How to complete this task —
The records below should be written out again, exactly.

** Opening Data excerpts block **

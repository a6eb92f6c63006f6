//! Client reputation profiles

use serde::{Deserialize, Serialize};
use serde_json::Value;
use validator::Validate;

use super::errors::Result;
use super::filter::retain_matching;
use super::flex;
use super::json_payload;
use super::operation::Call;
use super::{Appsec, BASE_PATH};
use crate::session::Transport;

/// One atomic condition; `name` arrives as a string or a list
#[derive(Debug, Clone, Default, PartialEq, Serialize, Deserialize)]
#[serde(rename_all = "camelCase")]
pub struct AtomicCondition {
    #[serde(default, skip_serializing_if = "String::is_empty")]
    pub class_name: String,
    #[serde(default)]
    pub index: i64,
    #[serde(default, skip_serializing_if = "Option::is_none")]
    pub positive_match: Option<bool>,
    #[serde(default, skip_serializing_if = "Option::is_none")]
    pub check_ips: Option<String>,
    #[serde(
        default,
        deserialize_with = "flex::atomic_condition_name",
        skip_serializing_if = "Vec::is_empty"
    )]
    pub name: Vec<String>,
    #[serde(default, skip_serializing_if = "Vec::is_empty")]
    pub value: Vec<String>,
    #[serde(default, skip_serializing_if = "Vec::is_empty")]
    pub host: Vec<String>,
    #[serde(default, skip_serializing_if = "Option::is_none")]
    pub name_case: Option<bool>,
    #[serde(default, skip_serializing_if = "Option::is_none")]
    pub name_wildcard: Option<bool>,
    #[serde(default, skip_serializing_if = "Option::is_none")]
    pub value_case: Option<bool>,
    #[serde(default, skip_serializing_if = "Option::is_none")]
    pub value_wildcard: Option<bool>,
}

#[derive(Debug, Clone, Default, PartialEq, Serialize, Deserialize)]
#[serde(rename_all = "camelCase")]
pub struct ReputationProfileCondition {
    #[serde(default, skip_serializing_if = "Vec::is_empty")]
    pub atomic_conditions: Vec<AtomicCondition>,
    #[serde(default, skip_serializing_if = "Option::is_none")]
    pub positive_match: Option<bool>,
}

#[derive(Debug, Clone, Default, PartialEq, Serialize, Deserialize)]
#[serde(rename_all = "camelCase")]
pub struct ReputationProfile {
    #[serde(default)]
    pub id: i64,
    #[serde(default)]
    pub name: String,
    #[serde(default, skip_serializing_if = "String::is_empty")]
    pub description: String,
    /// Reputation category, e.g. `WEBSCRP` or `DOSATCK`
    #[serde(default, skip_serializing_if = "String::is_empty")]
    pub context: String,
    #[serde(default, skip_serializing_if = "String::is_empty")]
    pub context_readable: String,
    #[serde(default)]
    pub enabled: bool,
    #[serde(default, skip_serializing_if = "String::is_empty")]
    pub shared_ip_handling: String,
    #[serde(default)]
    pub threshold: f64,
    #[serde(default, skip_serializing_if = "Option::is_none")]
    pub condition: Option<ReputationProfileCondition>,
}

#[derive(Debug, Clone, Default, Validate)]
pub struct GetReputationProfilesRequest {
    #[validate(range(min = 1))]
    pub config_id: i64,
    #[validate(range(min = 1))]
    pub config_version: i64,
    /// Keep only the profile with this id
    pub reputation_profile_id: i64,
}

#[derive(Debug, Clone, Default, PartialEq, Serialize, Deserialize)]
#[serde(rename_all = "camelCase")]
pub struct GetReputationProfilesResponse {
    #[serde(default)]
    pub reputation_profiles: Vec<ReputationProfile>,
}

#[derive(Debug, Clone, Default, Validate)]
pub struct GetReputationProfileRequest {
    #[validate(range(min = 1))]
    pub config_id: i64,
    #[validate(range(min = 1))]
    pub config_version: i64,
    #[validate(range(min = 1))]
    pub reputation_profile_id: i64,
}

pub type GetReputationProfileResponse = ReputationProfile;

#[derive(Debug, Clone, Default, Validate)]
pub struct CreateReputationProfileRequest {
    #[validate(range(min = 1))]
    pub config_id: i64,
    #[validate(range(min = 1))]
    pub config_version: i64,
    #[validate(custom(function = "json_payload"))]
    pub json_payload: Value,
}

pub type CreateReputationProfileResponse = ReputationProfile;

#[derive(Debug, Clone, Default, Validate)]
pub struct UpdateReputationProfileRequest {
    #[validate(range(min = 1))]
    pub config_id: i64,
    #[validate(range(min = 1))]
    pub config_version: i64,
    #[validate(range(min = 1))]
    pub reputation_profile_id: i64,
    #[validate(custom(function = "json_payload"))]
    pub json_payload: Value,
}

pub type UpdateReputationProfileResponse = ReputationProfile;

#[derive(Debug, Clone, Default, Validate)]
pub struct RemoveReputationProfileRequest {
    #[validate(range(min = 1))]
    pub config_id: i64,
    #[validate(range(min = 1))]
    pub config_version: i64,
    #[validate(range(min = 1))]
    pub reputation_profile_id: i64,
}

fn profiles_path(config_id: i64, config_version: i64) -> String {
    format!(
        "{}/configs/{}/versions/{}/reputation-profiles",
        BASE_PATH, config_id, config_version
    )
}

impl<T: Transport> Appsec<T> {
    pub async fn get_reputation_profiles(
        &self,
        params: &GetReputationProfilesRequest,
    ) -> Result<GetReputationProfilesResponse> {
        let path = profiles_path(params.config_id, params.config_version);

        let mut response: GetReputationProfilesResponse = self
            .execute(Call::get("GetReputationProfiles", path).validate(params))
            .await?;

        response.reputation_profiles = retain_matching(
            response.reputation_profiles,
            &params.reputation_profile_id,
            |p| &p.id,
        );
        Ok(response)
    }

    pub async fn get_reputation_profile(
        &self,
        params: &GetReputationProfileRequest,
    ) -> Result<GetReputationProfileResponse> {
        let path = format!(
            "{}/{}",
            profiles_path(params.config_id, params.config_version),
            params.reputation_profile_id
        );
        self.execute(Call::get("GetReputationProfile", path).validate(params))
            .await
    }

    pub async fn create_reputation_profile(
        &self,
        params: &CreateReputationProfileRequest,
    ) -> Result<CreateReputationProfileResponse> {
        let path = profiles_path(params.config_id, params.config_version);
        self.execute(
            Call::post("CreateReputationProfile", path)
                .validate(params)
                .json(&params.json_payload),
        )
        .await
    }

    pub async fn update_reputation_profile(
        &self,
        params: &UpdateReputationProfileRequest,
    ) -> Result<UpdateReputationProfileResponse> {
        let path = format!(
            "{}/{}",
            profiles_path(params.config_id, params.config_version),
            params.reputation_profile_id
        );
        self.execute(
            Call::put("UpdateReputationProfile", path)
                .validate(params)
                .json(&params.json_payload),
        )
        .await
    }

    pub async fn remove_reputation_profile(&self, params: &RemoveReputationProfileRequest) -> Result<()> {
        let path = format!(
            "{}/{}",
            profiles_path(params.config_id, params.config_version),
            params.reputation_profile_id
        );
        self.execute::<serde::de::IgnoredAny>(
            Call::delete("RemoveReputationProfile", path).validate(params),
        )
        .await?;
        Ok(())
    }
}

** Closing Data excerpts block **

Answer section —
repository a6eb92f6c63006f6
//! Client reputation profiles

use serde::{Deserialize, Serialize};
use serde_json::Value;
use validator::Validate;

use super::errors::Result;
use super::filter::retain_matching;
use super::flex;
use super::json_payload;
use super::operation::Call;
use super::{Appsec, BASE_PATH};
use crate::session::Transport;

/// One atomic condition; `name` arrives as a string or a list
#[derive(Debug, Clone, Default, PartialEq, Serialize, Deserialize)]
#[serde(rename_all = "camelCase")]
pub struct AtomicCondition {
    #[serde(default, skip_serializing_if = "String::is_empty")]
    pub class_name: String,
    #[serde(default)]
    pub index: i64,
    #[serde(default, skip_serializing_if = "Option::is_none")]
    pub positive_match: Option<bool>,
    #[serde(default, skip_serializing_if = "Option::is_none")]
    pub check_ips: Option<String>,
    #[serde(
        default,
        deserialize_with = "flex::atomic_condition_name",
        skip_serializing_if = "Vec::is_empty"
    )]
    pub name: Vec<String>,
    #[serde(default, skip_serializing_if = "Vec::is_empty")]
    pub value: Vec<String>,
    #[serde(default, skip_serializing_if = "Vec::is_empty")]
    pub host: Vec<String>,
    #[serde(default, skip_serializing_if = "Option::is_none")]
    pub name_case: Option<bool>,
    #[serde(default, skip_serializing_if = "Option::is_none")]
    pub name_wildcard: Option<bool>,
    #[serde(default, skip_serializing_if = "Option::is_none")]
    pub value_case: Option<bool>,
    #[serde(default, skip_serializing_if = "Option::is_none")]
    pub value_wildcard: Option<bool>,
}

#[derive(Debug, Clone, Default, PartialEq, Serialize, Deserialize)]
#[serde(rename_all = "camelCase")]
pub struct ReputationProfileCondition {
    #[serde(default, skip_serializing_if = "Vec::is_empty")]
    pub atomic_conditions: Vec<AtomicCondition>,
    #[serde(default, skip_serializing_if = "Option::is_none")]
    pub positive_match: Option<bool>,
}

#[derive(Debug, Clone, Default, PartialEq, Serialize, Deserialize)]
#[serde(rename_all = "camelCase")]
pub struct ReputationProfile {
    #[serde(default)]
    pub id: i64,
    #[serde(default)]
    pub name: String,
    #[serde(default, skip_serializing_if = "String::is_empty")]
    pub description: String,
    /// Reputation category, e.g. `WEBSCRP` or `DOSATCK`
    #[serde(default, skip_serializing_if = "String::is_empty")]
    pub context: String,
    #[serde(default, skip_serializing_if = "String::is_empty")]
    pub context_readable: String,
    #[serde(default)]
    pub enabled: bool,
    #[serde(default, skip_serializing_if = "String::is_empty")]
    pub shared_ip_handling: String,
    #[serde(default)]
    pub threshold: f64,
    #[serde(default, skip_serializing_if = "Option::is_none")]
    pub condition: Option<ReputationProfileCondition>,
}

#[derive(Debug, Clone, Default, Validate)]
pub struct GetReputationProfilesRequest {
    #[validate(range(min = 1))]
    pub config_id: i64,
    #[validate(range(min = 1))]
    pub config_version: i64,
    /// Keep only the profile with this id
    pub reputation_profile_id: i64,
}

#[derive(Debug, Clone, Default, PartialEq, Serialize, Deserialize)]
#[serde(rename_all = "camelCase")]
pub struct GetReputationProfilesResponse {
    #[serde(default)]
    pub reputation_profiles: Vec<ReputationProfile>,
}

#[derive(Debug, Clone, Default, Validate)]
pub struct GetReputationProfileRequest {
    #[validate(range(min = 1))]
    pub config_id: i64,
    #[validate(range(min = 1))]
    pub config_version: i64,
    #[validate(range(min = 1))]
    pub reputation_profile_id: i64,
}

pub type GetReputationProfileResponse = ReputationProfile;

#[derive(Debug, Clone, Default, Validate)]
pub struct CreateReputationProfileRequest {
    #[validate(range(min = 1))]
    pub config_id: i64,
    #[validate(range(min = 1))]
    pub config_version: i64,
    #[validate(custom(function = "json_payload"))]
    pub json_payload: Value,
}

pub type CreateReputationProfileResponse = ReputationProfile;

#[derive(Debug, Clone, Default, Validate)]
pub struct UpdateReputationProfileRequest {
    #[validate(range(min = 1))]
    pub config_id: i64,
    #[validate(range(min = 1))]
    pub config_version: i64,
    #[validate(range(min = 1))]
    pub reputation_profile_id: i64,
    #[validate(custom(function = "json_payload"))]
    pub json_payload: Value,
}

pub type UpdateReputationProfileResponse = ReputationProfile;

#[derive(Debug, Clone, Default, Validate)]
pub struct RemoveReputationProfileRequest {
    #[validate(range(min = 1))]
    pub config_id: i64,
    #[validate(range(min = 1))]
    pub config_version: i64,
    #[validate(range(min = 1))]
    pub reputation_profile_id: i64,
}

fn profiles_path(config_id: i64, config_version: i64) -> String {
    format!(
        "{}/configs/{}/versions/{}/reputation-profiles",
        BASE_PATH, config_id, config_version
    )
}

impl<T: Transport> Appsec<T> {
    pub async fn get_reputation_profiles(
        &self,
        params: &GetReputationProfilesRequest,
    ) -> Result<GetReputationProfilesResponse> {
        let path = profiles_path(params.config_id, params.config_version);

        let mut response: GetReputationProfilesResponse = self
            .execute(Call::get("GetReputationProfiles", path).validate(params))
            .await?;

        response.reputation_profiles = retain_matching(
            response.reputation_profiles,
            &params.reputation_profile_id,
            |p| &p.id,
        );
        Ok(response)
    }

    pub async fn get_reputation_profile(
        &self,
        params: &GetReputationProfileRequest,
    ) -> Result<GetReputationProfileResponse> {
        let path = format!(
            "{}/{}",
            profiles_path(params.config_id, params.config_version),
            params.reputation_profile_id
        );
        self.execute(Call::get("GetReputationProfile", path).validate(params))
            .await
    }

    pub async fn create_reputation_profile(
        &self,
        params: &CreateReputationProfileRequest,
    ) -> Result<CreateReputationProfileResponse> {
        let path = profiles_path(params.config_id, params.config_version);
        self.execute(
            Call::post("CreateReputationProfile", path)
                .validate(params)
                .json(&params.json_payload),
        )
        .await
    }

    pub async fn update_reputation_profile(
        &self,
        params: &UpdateReputationProfileRequest,
    ) -> Result<UpdateReputationProfileResponse> {
        let path = format!(
            "{}/{}",
            profiles_path(params.config_id, params.config_version),
            params.reputation_profile_id
        );
        self.execute(
            Call::put("UpdateReputationProfile", path)
                .validate(params)
                .json(&params.json_payload),
        )
        .await
    }

    pub async fn remove_reputation_profile(&self, params: &RemoveReputationProfileRequest) -> Result<()> {
        let path = format!(
            "{}/{}",
            profiles_path(params.config_id, params.config_version),
            params.reputation_profile_id
        );
        self.execute::<serde::de::IgnoredAny>(
            Call::delete("RemoveReputationProfile", path).validate(params),
        )
        .await?;
        Ok(())
    }
}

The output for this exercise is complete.